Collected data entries
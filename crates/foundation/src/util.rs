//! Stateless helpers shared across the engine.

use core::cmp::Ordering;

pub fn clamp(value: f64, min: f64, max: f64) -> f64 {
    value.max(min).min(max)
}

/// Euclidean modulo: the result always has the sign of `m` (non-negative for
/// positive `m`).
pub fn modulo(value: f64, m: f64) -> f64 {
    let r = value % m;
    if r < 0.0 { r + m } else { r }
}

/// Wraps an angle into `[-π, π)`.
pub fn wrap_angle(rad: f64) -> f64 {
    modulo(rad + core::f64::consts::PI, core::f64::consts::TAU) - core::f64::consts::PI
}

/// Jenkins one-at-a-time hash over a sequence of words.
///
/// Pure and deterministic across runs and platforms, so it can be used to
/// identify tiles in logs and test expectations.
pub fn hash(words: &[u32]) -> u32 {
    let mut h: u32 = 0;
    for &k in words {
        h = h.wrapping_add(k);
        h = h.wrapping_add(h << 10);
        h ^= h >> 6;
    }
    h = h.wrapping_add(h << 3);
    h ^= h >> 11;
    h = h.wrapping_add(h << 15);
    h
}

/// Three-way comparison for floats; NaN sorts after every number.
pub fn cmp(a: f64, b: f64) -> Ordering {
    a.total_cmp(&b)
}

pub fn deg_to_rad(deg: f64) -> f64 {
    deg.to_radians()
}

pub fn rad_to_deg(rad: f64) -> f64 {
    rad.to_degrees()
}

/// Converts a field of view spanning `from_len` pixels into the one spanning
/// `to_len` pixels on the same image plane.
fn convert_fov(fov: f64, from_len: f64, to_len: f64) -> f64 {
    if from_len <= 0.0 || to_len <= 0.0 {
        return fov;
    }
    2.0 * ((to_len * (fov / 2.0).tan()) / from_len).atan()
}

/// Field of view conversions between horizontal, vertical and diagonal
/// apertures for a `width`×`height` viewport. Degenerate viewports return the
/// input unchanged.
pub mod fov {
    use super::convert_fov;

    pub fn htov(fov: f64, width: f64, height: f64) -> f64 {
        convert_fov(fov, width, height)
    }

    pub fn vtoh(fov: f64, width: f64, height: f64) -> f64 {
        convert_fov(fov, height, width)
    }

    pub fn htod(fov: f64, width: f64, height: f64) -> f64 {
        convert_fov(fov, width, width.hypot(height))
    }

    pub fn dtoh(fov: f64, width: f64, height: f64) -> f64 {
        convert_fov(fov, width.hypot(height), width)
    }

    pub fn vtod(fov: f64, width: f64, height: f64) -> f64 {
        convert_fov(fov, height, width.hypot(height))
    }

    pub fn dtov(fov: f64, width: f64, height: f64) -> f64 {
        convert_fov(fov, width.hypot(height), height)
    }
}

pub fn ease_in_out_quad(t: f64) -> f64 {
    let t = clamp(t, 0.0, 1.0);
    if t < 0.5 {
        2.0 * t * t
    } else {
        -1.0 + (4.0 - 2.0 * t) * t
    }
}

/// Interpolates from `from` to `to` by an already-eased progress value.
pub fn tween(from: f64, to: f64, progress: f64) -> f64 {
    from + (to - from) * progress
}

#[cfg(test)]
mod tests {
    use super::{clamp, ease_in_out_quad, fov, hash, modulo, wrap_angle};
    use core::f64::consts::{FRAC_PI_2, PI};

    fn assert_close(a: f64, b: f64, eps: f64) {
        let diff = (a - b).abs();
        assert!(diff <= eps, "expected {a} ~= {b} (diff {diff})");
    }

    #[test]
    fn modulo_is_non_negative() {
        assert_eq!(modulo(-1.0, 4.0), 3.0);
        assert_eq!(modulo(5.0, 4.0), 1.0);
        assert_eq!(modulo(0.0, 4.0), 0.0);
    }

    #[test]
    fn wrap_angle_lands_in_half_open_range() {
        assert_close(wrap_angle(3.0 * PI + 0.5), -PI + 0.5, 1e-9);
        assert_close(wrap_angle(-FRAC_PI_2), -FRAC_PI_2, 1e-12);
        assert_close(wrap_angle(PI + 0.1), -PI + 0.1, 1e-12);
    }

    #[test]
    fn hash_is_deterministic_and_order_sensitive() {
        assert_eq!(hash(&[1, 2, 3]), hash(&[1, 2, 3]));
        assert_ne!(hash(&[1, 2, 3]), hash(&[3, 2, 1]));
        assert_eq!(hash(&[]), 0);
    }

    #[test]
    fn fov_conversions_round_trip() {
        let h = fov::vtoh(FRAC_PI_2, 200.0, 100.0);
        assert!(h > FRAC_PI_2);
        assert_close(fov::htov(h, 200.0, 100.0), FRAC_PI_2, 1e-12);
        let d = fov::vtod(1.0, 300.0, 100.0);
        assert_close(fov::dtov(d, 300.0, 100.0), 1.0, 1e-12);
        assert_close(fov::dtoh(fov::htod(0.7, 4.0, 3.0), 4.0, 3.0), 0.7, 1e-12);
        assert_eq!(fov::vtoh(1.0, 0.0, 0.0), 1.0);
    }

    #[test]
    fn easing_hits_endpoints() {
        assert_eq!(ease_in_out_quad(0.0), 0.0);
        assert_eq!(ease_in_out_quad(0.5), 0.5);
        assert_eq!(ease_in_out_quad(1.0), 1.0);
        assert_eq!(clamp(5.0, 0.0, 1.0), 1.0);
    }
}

→ Exercise instructions
Please write out exactly the lines from the start of the data through the line that contains "Wraps an angle", both ends included, and nothing else.

→ Solution to the problem
filename crates/foundation/src/util.rs
//! Stateless helpers shared across the engine.

use core::cmp::Ordering;

pub fn clamp(value: f64, min: f64, max: f64) -> f64 {
    value.max(min).min(max)
}

/// Euclidean modulo: the result always has the sign of `m` (non-negative for
/// positive `m`).
pub fn modulo(value: f64, m: f64) -> f64 {
    let r = value % m;
    if r < 0.0 { r + m } else { r }
}

/// Wraps an angle into `[-π, π)`.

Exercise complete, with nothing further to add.